Farukh menceritakan semua keinginan dan cita-citanya kepada istrinya yang sangat setia dan selalu memotivasi suaminya dalam kebaikan. “Wahai suamiku, kepada siapa engkau akan menitipkanku dan janin yang sedang aku kandung ini? dan engkau tidak punya sanak keluarga di kota ini?” tanya istri Farukh. “Aku titipkan engkau kepada Allah dan Rasul-Nya serta aku tinggalkan untukmu 30.000 dinar yang kukumpulkan dari hasil ghanimah, pakailah secukupnya untukmu dan bayi kita dengan sebaik-baiknya sampai aku kembali”. Walaupun situasi ini sangat berat bagi seorang istri yang belum lama dinikahi namun Istri Farukh dengan kesalehannya rela dan siap menghadapi semua resiko untuk mendukung semua niat baik suaminya. Farukh dengan semangat juang yang tinggi dan tawakal kepada Allah berangkat menuju medan jihad yang telah menunggunya.

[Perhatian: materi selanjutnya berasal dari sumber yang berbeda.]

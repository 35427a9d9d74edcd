//! Agent API Handlers
//!
//! Heartbeats, leases and the administrative control directives.

use axum::{
    Json,
    extract::{Path, State},
};
use ciwi_core::control::AgentControl;
use ciwi_core::domain::agent::AgentInfo;
use ciwi_core::dto::agent::{
    AgentUpdateRequest, HeartbeatRequest, HeartbeatResponse, LeaseRequest, LeaseResponse,
};
use ciwi_core::dto::job::AffectedResponse;
use ciwi_core::version::Version;

use crate::api::error::{ApiError, ApiResult};
use crate::service::job_service;
use crate::state::AppState;

// =============================================================================
// Agent Lifecycle
// =============================================================================

/// POST /heartbeat
/// Record an agent's snapshot and deliver at most one directive
pub async fn heartbeat(
    State(state): State<AppState>,
    Json(req): Json<HeartbeatRequest>,
) -> ApiResult<Json<HeartbeatResponse>> {
    tracing::debug!("Heartbeat from agent: {}", req.agent_id);

    Ok(Json(state.agents.heartbeat(req)?))
}

/// POST /agent/lease
/// Lease one queued job the agent can run
pub async fn lease(
    State(state): State<AppState>,
    Json(req): Json<LeaseRequest>,
) -> ApiResult<Json<LeaseResponse>> {
    let job = job_service::lease(&state.pool, &state.agents, &req).await?;

    let response = match job {
        Some(job) => LeaseResponse {
            assigned: true,
            job_execution: Some(job),
            message: String::new(),
        },
        None => LeaseResponse {
            assigned: false,
            job_execution: None,
            message: "no matching job".to_string(),
        },
    };
    Ok(Json(response))
}

// =============================================================================
// Agent Administration
// =============================================================================

/// GET /agents
/// Latest heartbeat snapshot of every agent
pub async fn list_agents(State(state): State<AppState>) -> Json<Vec<AgentInfo>> {
    Json(state.agents.list())
}

/// POST /agents/{id}/update
/// Queue an update directive
pub async fn request_update(
    State(state): State<AppState>,
    Path(agent_id): Path<String>,
    Json(req): Json<AgentUpdateRequest>,
) -> ApiResult<Json<serde_json::Value>> {
    let target = req.target.trim().to_string();
    if Version::parse(&target).is_none() {
        return Err(ApiError::BadRequest(format!(
            "invalid update target {target:?}"
        )));
    }

    let repository = if req.repository.trim().is_empty() {
        state.config.update_repository.clone()
    } else {
        req.repository.trim().to_string()
    };
    let api_base = if req.api_base.trim().is_empty() {
        state.config.update_api_base.clone()
    } else {
        req.api_base.trim().to_string()
    };

    state.agents.queue_control(
        &agent_id,
        AgentControl::Update {
            target,
            repository,
            api_base,
        },
    )?;
    Ok(Json(serde_json::json!({})))
}

/// POST /agents/{id}/restart
pub async fn request_restart(
    State(state): State<AppState>,
    Path(agent_id): Path<String>,
) -> ApiResult<Json<serde_json::Value>> {
    queue(&state, &agent_id, AgentControl::Restart)
}

/// POST /agents/{id}/wipe-cache
pub async fn request_cache_wipe(
    State(state): State<AppState>,
    Path(agent_id): Path<String>,
) -> ApiResult<Json<serde_json::Value>> {
    queue(&state, &agent_id, AgentControl::WipeCache)
}

/// POST /agents/{id}/wipe-history
pub async fn request_history_wipe(
    State(state): State<AppState>,
    Path(agent_id): Path<String>,
) -> ApiResult<Json<serde_json::Value>> {
    queue(&state, &agent_id, AgentControl::WipeHistory)
}

/// POST /agents/{id}/flush-history
/// Delete the finished jobs this agent executed
pub async fn flush_history(
    State(state): State<AppState>,
    Path(agent_id): Path<String>,
) -> ApiResult<Json<AffectedResponse>> {
    let affected = job_service::flush_agent_history(&state.pool, &agent_id).await?;
    Ok(Json(AffectedResponse { affected }))
}

fn queue(
    state: &AppState,
    agent_id: &str,
    control: AgentControl,
) -> ApiResult<Json<serde_json::Value>> {
    state.agents.queue_control(agent_id, control)?;
    Ok(Json(serde_json::json!({})))
}
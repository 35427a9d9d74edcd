//! Job DTOs for inter-service communication

use std::collections::HashMap;

use chrono::{DateTime, Utc};
use serde::{Deserialize, Serialize};

use crate::domain::job::{
    JobCacheSpec, JobCacheStats, JobEvent, JobExecution, JobStatus, JobStepPlanItem, SourceSpec,
};

/// Request to enqueue a job execution (ad-hoc or from a pipeline trigger)
#[derive(Debug, Clone, Default, Serialize, Deserialize)]
#[serde(default)]
pub struct CreateJobExecution {
    pub script: String,
    pub step_plan: Vec<JobStepPlanItem>,
    pub env: HashMap<String, String>,
    pub required_capabilities: HashMap<String, String>,
    pub timeout_seconds: i64,
    pub source: Option<SourceSpec>,
    pub artifact_globs: Vec<String>,
    pub caches: Vec<JobCacheSpec>,
    pub metadata: HashMap<String, String>,
    pub sensitive_values: Vec<String>,
}

/// Status patch posted by the executing agent
///
/// Empty fields preserve what the server already stored.
#[derive(Debug, Clone, Default, Serialize, Deserialize)]
#[serde(default)]
pub struct StatusUpdate {
    pub agent_id: String,
    pub status: JobStatus,
    pub exit_code: Option<i32>,
    #[serde(skip_serializing_if = "String::is_empty")]
    pub error: String,
    #[serde(skip_serializing_if = "String::is_empty")]
    pub output: String,
    #[serde(skip_serializing_if = "String::is_empty")]
    pub current_step: String,
    #[serde(skip_serializing_if = "Vec::is_empty")]
    pub cache_stats: Vec<JobCacheStats>,
    #[serde(skip_serializing_if = "HashMap::is_empty")]
    pub runtime_capabilities: HashMap<String, String>,
    #[serde(skip_serializing_if = "Vec::is_empty")]
    pub events: Vec<JobEvent>,
    pub timestamp_utc: Option<DateTime<Utc>>,
}

impl StatusUpdate {
    pub fn new(agent_id: impl Into<String>, status: JobStatus) -> Self {
        Self {
            agent_id: agent_id.into(),
            status,
            ..Default::default()
        }
    }
}

#[derive(Debug, Clone, Default, Serialize, Deserialize)]
#[serde(default)]
pub struct JobListResponse {
    pub job_executions: Vec<JobExecution>,
}

#[derive(Debug, Clone, Default, Serialize, Deserialize)]
#[serde(default)]
pub struct JobEventsResponse {
    pub events: Vec<JobEvent>,
}

/// Reasons why no agent can take a queued job
#[derive(Debug, Clone, Default, Serialize, Deserialize)]
#[serde(default)]
pub struct UnmetRequirementsResponse {
    pub job_id: String,
    pub reasons: Vec<String>,
}

/// Result of a bulk queue operation
#[derive(Debug, Clone, Default, Serialize, Deserialize)]
#[serde(default)]
pub struct AffectedResponse {
    pub affected: u64,
}
//! Release asset naming
//!
//! Binaries are published as `ciwi-<os>-<arch>[.exe]` with Go-style platform
//! names.

/// Candidate names of the checksum listing, in lookup order
pub const CHECKSUM_ASSETS: [&str; 2] = ["ciwi-checksums.txt", "checksums.txt"];

/// Normalise an OS name to its release spelling
pub fn normalize_os(os: &str) -> &str {
    match os {
        "macos" | "darwin" => "darwin",
        other => other,
    }
}

/// Normalise an architecture name to its release spelling
pub fn normalize_arch(arch: &str) -> &str {
    match arch {
        "x86_64" | "amd64" => "amd64",
        "aarch64" | "arm64" => "arm64",
        other => other,
    }
}

/// Asset name for `(os, arch)`, or `None` for unsupported hosts
pub fn asset_name(os: &str, arch: &str) -> Option<String> {
    let os = normalize_os(os);
    let arch = normalize_arch(arch);

    match (os, arch) {
        ("linux" | "darwin", "amd64" | "arm64") => Some(format!("ciwi-{os}-{arch}")),
        ("windows", "amd64" | "arm64") => Some(format!("ciwi-{os}-{arch}.exe")),
        _ => None,
    }
}

/// Asset name of the running host
pub fn current_asset_name() -> Option<String> {
    asset_name(std::env::consts::OS, std::env::consts::ARCH)
}
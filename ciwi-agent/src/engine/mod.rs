//! Job execution engine
//!
//! Building blocks the execution service composes for one leased job:
//! workspace isolation, source checkout, dependency artifacts, caches, the
//! runtime container and tool probes, process supervision, live output,
//! artifact upload and terminal reporting.

pub mod artifacts;
pub mod cache;
pub mod checkout;
pub mod container;
pub mod deps;
pub mod probe;
pub mod process;
pub mod reporter;
pub mod shell;
pub mod streamer;
pub mod watcher;
pub mod workspace;

pub use process::{ProcessOutcome, ProcessSpec, run_process};
pub use shell::Shell;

Selang beberapa bulan lahirlah Rabi'ah kecil dari seorang ibu salehah yang ditinggal suaminya berjihad. Dengan kelahiran sang buah hati sang ibu cukup terhibur dari kerinduaan akan suaminya. Rabi'ah kecil disambutnya dengan penuh bahagia dan harapan besar.

Madrasah Pertama sang anak

Ibunya menjadi madrasah pertama bagi Rabi'ah, dengan penuh kasih sayang, ia didik dengan nilai-nilai islam dan akhlak yang baik. Rabi'ah tumbuh menjadi seorang anak yang cerdas mahir membaca dan menulis kemudian hafal Al qur'an serta mampu membaca dengan bacaan yang sangat indah, selanjutnya mendalami hadis Rasulullah saw, mempelajari bahasa Arab yang baik dan semua ilmu yang harus dikuasai untuk menjadi seorang ulama.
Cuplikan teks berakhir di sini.